Napoli. Cinque persone sono state arrestate stamane nell’ambito di un’operazione congiunta della Polizia di Stato e dell’Arma dei Carabinieri, su delega del Procuratore Distrettuale di Napoli. Gli arresti, eseguiti in esecuzione di un’ordinanza di custodia cautelare emessa dal GIP del Tribunale di Napoli, si collocano nel contesto di un conflitto tra i clan Rega-Piacente e Palermo-Esposito, attivi nei comuni di Brusciano, Marigliano e Mariglianella.

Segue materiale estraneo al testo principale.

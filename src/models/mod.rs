pub mod questions;
pub mod record;
pub mod wisdom;

pub use questions::*;
pub use record::*;
pub use wisdom::*;
pub mod stage0_normalize;
pub mod stage1_table;
pub mod stage2_audit;
pub mod stage3_render;

pub use stage0_normalize::*;
pub use stage1_table::*;
pub use stage2_audit::*;
pub use stage3_render::*;
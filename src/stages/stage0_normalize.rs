use std::fmt;

use serde::Serialize;
use tracing::{debug, warn};

use crate::error::{SurveyError, SurveyResult};
use crate::models::{field, NormalizedRecord, NormalizedSurvey, QuestionKeyTable, RawRecord};
use crate::rules::{self, LikertScale};

/// Configuration for Stage 0 normalization
#[derive(Debug, Clone)]
pub struct Stage0Config {
    /// Question → field mapping applied to every response
    pub questions: QuestionKeyTable,
}

impl Default for Stage0Config {
    fn default() -> Self {
        Self {
            questions: QuestionKeyTable::survey(),
        }
    }
}

/// A value that did not fit its field's rules and fell back
#[derive(Debug, Clone, Copy, PartialEq, Eq, Serialize)]
#[serde(rename_all = "snake_case")]
pub enum AnomalyKind {
    /// A rating outside "1".."5"
    UnexpectedRating,
    /// A discipline answer without its parenthesized examples
    DisciplineWithoutParenthesis,
    /// A reputation answer matching no known prefix
    UnrecognizedReputation,
}

impl fmt::Display for AnomalyKind {
    fn fmt(&self, f: &mut fmt::Formatter<'_>) -> fmt::Result {
        let text = match self {
            AnomalyKind::UnexpectedRating => "unexpected rating",
            AnomalyKind::DisciplineWithoutParenthesis => "discipline without parenthesis",
            AnomalyKind::UnrecognizedReputation => "unrecognized reputation answer",
        };
        f.write_str(text)
    }
}

#[derive(Debug, Clone, PartialEq, Eq, Serialize)]
pub struct ValueAnomaly {
    pub timestamp: String,
    pub field: &'static str,
    pub value: String,
    pub kind: AnomalyKind,
}

/// Result of Stage 0 normalization
#[derive(Debug)]
pub struct NormalizationResult {
    /// Normalized responses, in input order
    pub survey: NormalizedSurvey,
    /// Values that took a best-effort fallback
    pub anomalies: Vec<ValueAnomaly>,
}

/// Perform Stage 0: rename every answer to its short field and derive the
/// summary fields.
///
/// A question missing from the key table is a data-contract violation and
/// aborts the run. Malformed values degrade to a fallback and are reported
/// as anomalies instead.
pub fn normalize(raw: &[RawRecord], config: &Stage0Config) -> SurveyResult<NormalizationResult> {
    let mut records = Vec::with_capacity(raw.len());
    let mut anomalies = Vec::new();

    for response in raw {
        let record = normalize_record(response, &config.questions, &mut anomalies)?;
        debug!(
            "Normalized response '{}' into {} fields",
            record.timestamp,
            record.field_count()
        );
        records.push(record);
    }

    for anomaly in &anomalies {
        warn!(
            "Response '{}': {} in {}: {:?}",
            anomaly.timestamp, anomaly.kind, anomaly.field, anomaly.value
        );
    }

    Ok(NormalizationResult {
        survey: NormalizedSurvey { records },
        anomalies,
    })
}

/// Normalize one response
pub fn normalize_record(
    raw: &RawRecord,
    questions: &QuestionKeyTable,
    anomalies: &mut Vec<ValueAnomaly>,
) -> SurveyResult<NormalizedRecord> {
    let mut record = NormalizedRecord::new(raw.timestamp.clone());

    for (question, answer) in &raw.answers {
        let name = questions
            .field_for(question)
            .ok_or_else(|| SurveyError::UnknownQuestion {
                timestamp: raw.timestamp.clone(),
                question: question.clone(),
            })?;

        if let Some(kind) = detect_anomaly(name, answer) {
            anomalies.push(ValueAnomaly {
                timestamp: raw.timestamp.clone(),
                field: name,
                value: answer.clone(),
                kind,
            });
        }

        apply_rules(name, answer, &mut record);
    }

    Ok(record)
}

/// Likert-rated fields and the summary column each one feeds
const LIKERT_SUMMARIES: [(&str, &str, LikertScale); 4] = [
    (
        field::MENTEE_EXPERIENCE_WAS_COMMON,
        field::MENTEE_EXPERIENCE_WAS_COMMON_SUMMARY,
        rules::EXPERIENCE_WAS_COMMON,
    ),
    (
        field::MENTOR_AWARENESS_ON_SHORTCOMINGS,
        field::MENTOR_AWARENESS_ON_SHORTCOMINGS_SUMMARY,
        rules::AWARENESS_ON_SHORTCOMINGS,
    ),
    (
        field::MENTOR_AWARENESS_ON_STRENGTHS,
        field::MENTOR_AWARENESS_ON_STRENGTHS_SUMMARY,
        rules::AWARENESS_ON_STRENGTHS,
    ),
    (
        field::MENTOR_MAKES_EASY_TO_RAISE_CONCERNS,
        field::MENTOR_MAKES_EASY_TO_RAISE_CONCERNS_SUMMARY,
        rules::EASE_OF_RAISING_CONCERNS,
    ),
];

fn likert_summary(name: &str) -> Option<(&'static str, LikertScale)> {
    LIKERT_SUMMARIES
        .iter()
        .find(|(source, _, _)| *source == name)
        .map(|(_, summary, scale)| (*summary, *scale))
}

/// Store one answer under `name`, plus any summary fields derived from it
fn apply_rules(name: &'static str, value: &str, record: &mut NormalizedRecord) {
    if let Some((summary, scale)) = likert_summary(name) {
        record.set(summary, scale.summarize(value).map(str::to_string));
    }

    let stored = match name {
        field::MENTEE_CURRENT => {
            record.set(field::MENTEE_CURRENT_SUMMARY, Some(rules::role_summary(value)));
            rules::role_label(value)
        }
        field::MENTEE_THEN | field::MENTOR_THEN => rules::role_label(value),
        field::MENTOR_SEEN_BY_COLLEAGUES => rules::colleague_reputation(value),
        field::MENTOR_ASKING_FEEDBACK => {
            record.set(
                field::MENTOR_HAS_EVER_ASKED_FEEDBACK,
                Some(rules::has_ever_asked_feedback(value).to_string()),
            );
            rules::feedback_frequency(value)
        }
        field::DISCIPLINE => rules::discipline(value),
        field::MENTOR_NUM_TRAINEES => rules::trainee_bucket(value),
        field::COUNTRY => rules::canonicalize_country(value),
        field::MENTEE_GENDER | field::MENTOR_GENDER => rules::gender(value),
        _ => value.to_string(),
    };

    record.set(name, Some(stored));
}

fn detect_anomaly(name: &str, value: &str) -> Option<AnomalyKind> {
    if value.is_empty() {
        return None;
    }
    if likert_summary(name).is_some() && !rules::is_rating(value) {
        return Some(AnomalyKind::UnexpectedRating);
    }
    match name {
        field::DISCIPLINE if !value.contains('(') => Some(AnomalyKind::DisciplineWithoutParenthesis),
        field::MENTOR_SEEN_BY_COLLEAGUES if !rules::is_known_reputation(value) => {
            Some(AnomalyKind::UnrecognizedReputation)
        }
        _ => None,
    }
}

Gli indagati sono accusati di calunnia e corruzione in atti giudiziari, reati aggravati dall’intento di favorire le attività del clan Rega-Piacente. Secondo le indagini condotte dalla Squadra Mobile di Napoli, dal N.O.R. dei Carabinieri di Castello di Cisterna e dal Commissariato di Acerra, gli arrestati avrebbero simulato estorsioni, denunciando falsamente una vittima per indebolire il clan Palermo-Esposito.
In cambio di vantaggi economici, tra cui l’esonero dal pagamento di tangenti, avrebbero inscenato accessi a un cantiere di Mariglianella, richiedendo il pagamento di somme di denaro per il ritiro delle richieste estorsive. L’operazione mira a colpire le dinamiche criminali dei gruppi mafiosi e a ripristinare la legalità nel territorio.